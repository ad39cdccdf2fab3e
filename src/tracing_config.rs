use std::env;

use tracing_subscriber::{EnvFilter, fmt, layer::SubscriberExt, util::SubscriberInitExt};

/// Initialize tracing for the widget
///
/// Sets up structured logging with info level by default.
/// Uses RUST_LOG environment variable if set, otherwise defaults to "info".
/// Supports both pretty console output and JSON output based on VKSTATUS_LOG_FORMAT.
///
/// Diagnostic output goes to stderr so it never collides with the status
/// line on stdout.
///
/// # Errors
/// Returns error if tracing subscriber initialization fails
pub fn init() -> Result<(), Box<dyn std::error::Error>> {
    let env_filter = EnvFilter::try_from_default_env().unwrap_or_else(|_| EnvFilter::new("info"));

    let format = env::var("VKSTATUS_LOG_FORMAT").unwrap_or_else(|_| "pretty".to_string());

    let registry = tracing_subscriber::registry().with(env_filter);

    match format.as_str() {
        "json" => {
            registry
                .with(
                    fmt::layer()
                        .json()
                        .with_target(true)
                        .with_level(true)
                        .with_writer(std::io::stderr),
                )
                .try_init()?;
        }
        _ => {
            registry
                .with(
                    fmt::layer()
                        .compact()
                        .with_target(true)
                        .with_level(true)
                        .with_writer(std::io::stderr),
                )
                .try_init()?;
        }
    }

    Ok(())
}

/// Initialize tracing with file output
///
/// Similar to init() but also writes logs to a daily-rotated file in the
/// widget log directory.
///
/// # Errors
/// Returns error if file creation or tracing subscriber initialization fails
pub fn init_with_file() -> Result<(), Box<dyn std::error::Error>> {
    const DAYS_TO_KEEP: usize = 7;
    let env_filter = EnvFilter::try_from_default_env().unwrap_or_else(|_| EnvFilter::new("info"));

    let log_dir = crate::config::ConfigPaths::log_dir()?;

    let file_appender = tracing_appender::rolling::Builder::new()
        .rotation(tracing_appender::rolling::Rotation::DAILY)
        .max_log_files(DAYS_TO_KEEP)
        .filename_prefix("vkstatus")
        .filename_suffix("log")
        .build(&log_dir)?;
    let (non_blocking, guard) = tracing_appender::non_blocking(file_appender);

    let format = env::var("VKSTATUS_LOG_FORMAT").unwrap_or_else(|_| "pretty".to_string());

    let registry = tracing_subscriber::registry().with(env_filter);

    match format.as_str() {
        "json" => {
            registry
                .with(
                    fmt::layer()
                        .json()
                        .with_target(true)
                        .with_level(true)
                        .with_writer(std::io::stderr),
                )
                .with(
                    fmt::layer()
                        .json()
                        .with_target(true)
                        .with_level(true)
                        .with_writer(non_blocking)
                        .with_ansi(false),
                )
                .try_init()?;
        }
        _ => {
            registry
                .with(
                    fmt::layer()
                        .compact()
                        .with_target(true)
                        .with_level(true)
                        .with_writer(std::io::stderr),
                )
                .with(
                    fmt::layer()
                        .compact()
                        .with_target(true)
                        .with_level(true)
                        .with_writer(non_blocking)
                        .with_ansi(false),
                )
                .try_init()?;
        }
    }

    // The guard flushes the file appender on drop; the subscriber lives for
    // the whole process, so leak it.
    std::mem::forget(guard);

    Ok(())
}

* Exercise instructions
An identical copy of the preceding records should be returned.

* Finished task
repository ad39cdccdf2fab3e
filename src/tracing_config.rs
use std::env;

use tracing_subscriber::{EnvFilter, fmt, layer::SubscriberExt, util::SubscriberInitExt};

/// Initialize tracing for the widget
///
/// Sets up structured logging with info level by default.
/// Uses RUST_LOG environment variable if set, otherwise defaults to "info".
/// Supports both pretty console output and JSON output based on VKSTATUS_LOG_FORMAT.
///
/// Diagnostic output goes to stderr so it never collides with the status
/// line on stdout.
///
/// # Errors
/// Returns error if tracing subscriber initialization fails
pub fn init() -> Result<(), Box<dyn std::error::Error>> {
    let env_filter = EnvFilter::try_from_default_env().unwrap_or_else(|_| EnvFilter::new("info"));

    let format = env::var("VKSTATUS_LOG_FORMAT").unwrap_or_else(|_| "pretty".to_string());

    let registry = tracing_subscriber::registry().with(env_filter);

    match format.as_str() {
        "json" => {
            registry
                .with(
                    fmt::layer()
                        .json()
                        .with_target(true)
                        .with_level(true)
                        .with_writer(std::io::stderr),
                )
                .try_init()?;
        }
        _ => {
            registry
                .with(
                    fmt::layer()
                        .compact()
                        .with_target(true)
                        .with_level(true)
                        .with_writer(std::io::stderr),
                )
                .try_init()?;
        }
    }

    Ok(())
}

/// Initialize tracing with file output
///
/// Similar to init() but also writes logs to a daily-rotated file in the
/// widget log directory.
///
/// # Errors
/// Returns error if file creation or tracing subscriber initialization fails
pub fn init_with_file() -> Result<(), Box<dyn std::error::Error>> {
    const DAYS_TO_KEEP: usize = 7;
    let env_filter = EnvFilter::try_from_default_env().unwrap_or_else(|_| EnvFilter::new("info"));

    let log_dir = crate::config::ConfigPaths::log_dir()?;

    let file_appender = tracing_appender::rolling::Builder::new()
        .rotation(tracing_appender::rolling::Rotation::DAILY)
        .max_log_files(DAYS_TO_KEEP)
        .filename_prefix("vkstatus")
        .filename_suffix("log")
        .build(&log_dir)?;
    let (non_blocking, guard) = tracing_appender::non_blocking(file_appender);

    let format = env::var("VKSTATUS_LOG_FORMAT").unwrap_or_else(|_| "pretty".to_string());

    let registry = tracing_subscriber::registry().with(env_filter);

    match format.as_str() {
        "json" => {
            registry
                .with(
                    fmt::layer()
                        .json()
                        .with_target(true)
                        .with_level(true)
                        .with_writer(std::io::stderr),
                )
                .with(
                    fmt::layer()
                        .json()
                        .with_target(true)
                        .with_level(true)
                        .with_writer(non_blocking)
                        .with_ansi(false),
                )
                .try_init()?;
        }
        _ => {
            registry
                .with(
                    fmt::layer()
                        .compact()
                        .with_target(true)
                        .with_level(true)
                        .with_writer(std::io::stderr),
                )
                .with(
                    fmt::layer()
                        .compact()
                        .with_target(true)
                        .with_level(true)
                        .with_writer(non_blocking)
                        .with_ansi(false),
                )
                .try_init()?;
        }
    }

    // The guard flushes the file appender on drop; the subscriber lives for
    // the whole process, so leak it.
    std::mem::forget(guard);

    Ok(())
}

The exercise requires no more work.